One of the things your veterinarian evaluates when performing a urinalysis for your dog or cat is the pH. Most often, urine pH is high (between 8 and 9) when there is a bladder infection. (Remember, a high pH is alkaline; alkaline is the opposite of acid.) Mildly acidic urine maintains a healthy bladder and kills many bacteria.

Urine pH can also be too acidic. Commonly, pets fed diets designed to prevent bladder issues have very low urine pH, on the order of 5.0.

Unfortunately, imbalanced urine pH, regardless of whether it is too high or too low, predisposes to the formation of bladder stones (different stones in different pH environments). It is customary veterinary care to surgically remove bladder stones – increasing the client’s expense and the pet’s discomfort.
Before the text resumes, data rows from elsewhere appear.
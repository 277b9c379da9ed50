use super::*;

fn temp_dir(name: &str) -> PathBuf {
    std::env::temp_dir().join(format!(
        "ribbon_{name}_{}_{}",
        std::process::id(),
        std::time::SystemTime::now()
            .duration_since(std::time::UNIX_EPOCH)
            .unwrap()
            .as_nanos()
    ))
}

#[test]
fn defaults_match_the_shipped_exporter() {
    let opts = ExportOpts::default();
    assert_eq!(opts.out_dir, PathBuf::from("public/img/ribbons"));
    assert_eq!(opts.count, 6);
    assert_eq!(opts.size, 800);
    assert_eq!(opts.zoom, 1.35);
    assert_eq!(opts.stroke, "white");
    assert!(opts.validate().is_ok());
}

#[test]
fn invalid_opts_are_rejected() {
    let bad = [
        ExportOpts {
            size: 0,
            ..ExportOpts::default()
        },
        ExportOpts {
            zoom: f64::NAN,
            ..ExportOpts::default()
        },
        ExportOpts {
            stroke_width: 0.0,
            ..ExportOpts::default()
        },
        ExportOpts {
            stroke: " ".to_string(),
            ..ExportOpts::default()
        },
        ExportOpts {
            stroke: "white\"/><script".to_string(),
            ..ExportOpts::default()
        },
        ExportOpts {
            threads: Some(0),
            ..ExportOpts::default()
        },
    ];
    for opts in bad {
        assert!(export_batch(&opts).is_err(), "{opts:?}");
    }
}

#[test]
fn generate_ribbon_is_deterministic_and_depth_sorted() {
    let opts = ExportOpts::default();
    let a = generate_ribbon(1234.5, &opts).unwrap();
    let b = generate_ribbon(1234.5, &opts).unwrap();
    assert_eq!(a.svg, b.svg);

    assert_eq!(a.strands.len(), a.config.lines);
    assert_eq!(a.svg.matches("<path ").count(), a.config.lines);
    assert!(a.strands.windows(2).all(|w| w[0].avg_z <= w[1].avg_z));
}

#[test]
fn different_seeds_change_path_data() {
    let opts = ExportOpts::default();
    let a = generate_ribbon(10.0, &opts).unwrap();
    let b = generate_ribbon(20.0, &opts).unwrap();
    assert_ne!(a.svg, b.svg);
    assert!(b.svg.contains(r#"viewBox="0 0 800 800""#));
}

#[test]
fn batch_with_base_seed_is_reproducible() {
    let dir_a = temp_dir("batch_a");
    let dir_b = temp_dir("batch_b");
    let run = |dir: &PathBuf| {
        export_batch(&ExportOpts {
            out_dir: dir.clone(),
            count: 3,
            base_seed: Some(99),
            threads: Some(2),
            ..ExportOpts::default()
        })
        .unwrap()
    };
    let ra = run(&dir_a);
    let rb = run(&dir_b);

    assert_eq!(ra.files.len(), 3);
    for (fa, fb) in ra.files.iter().zip(&rb.files) {
        assert_eq!(fa.seed, fb.seed);
        assert_eq!(
            std::fs::read_to_string(&fa.svg_path).unwrap(),
            std::fs::read_to_string(&fb.svg_path).unwrap()
        );
    }
    assert_eq!(
        ra.files.iter().map(|f| f.slot).collect::<Vec<_>>(),
        vec![1, 2, 3]
    );
    assert!(dir_a.join("ribbon-3.svg").exists());
    assert!(!dir_a.join("ribbon-4.svg").exists());
    assert!(ra.files.iter().all(|f| f.png_path.is_none()));

    let _ = std::fs::remove_dir_all(dir_a);
    let _ = std::fs::remove_dir_all(dir_b);
}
Therefore, the goal is to maintain urine pH in the optimal range of 6.5 to 7.0 thus avoiding bladder stones, costly surgery and pet discomfort.

An important thing to remember is that urine pH is a measure of the whole body’s acid-base balance. If the urine pH is not in the normal 6.5 to 7.0 range, then the patient is out of balance. Unbalanced body pH can result in digestive issues, leaky gut, inflammation, shedding, and even cancer.

The great thing is how easily urine pH can be tested at home. The pet owner can buy pH strips, online or from the drugstore, and test pet urine pH. Look for pH strips that provide results in 0.5 increments in the 4.5-9.0 range.

If you determine your pet’s urine pH is out of balance, the next step is to correct that imbalance. For 80% of pets, the correction is as easy as feeding a balanced diet of whole foods, rather than processed foods. For the other 20% of pets, the treatment needs to be individualized and may include things like digestive enzymes, even stomach acid, or treating internal Candida infections, and leaky gut. An integrative veterinarian can be very helpful in correcting acid-base imbalances in pets.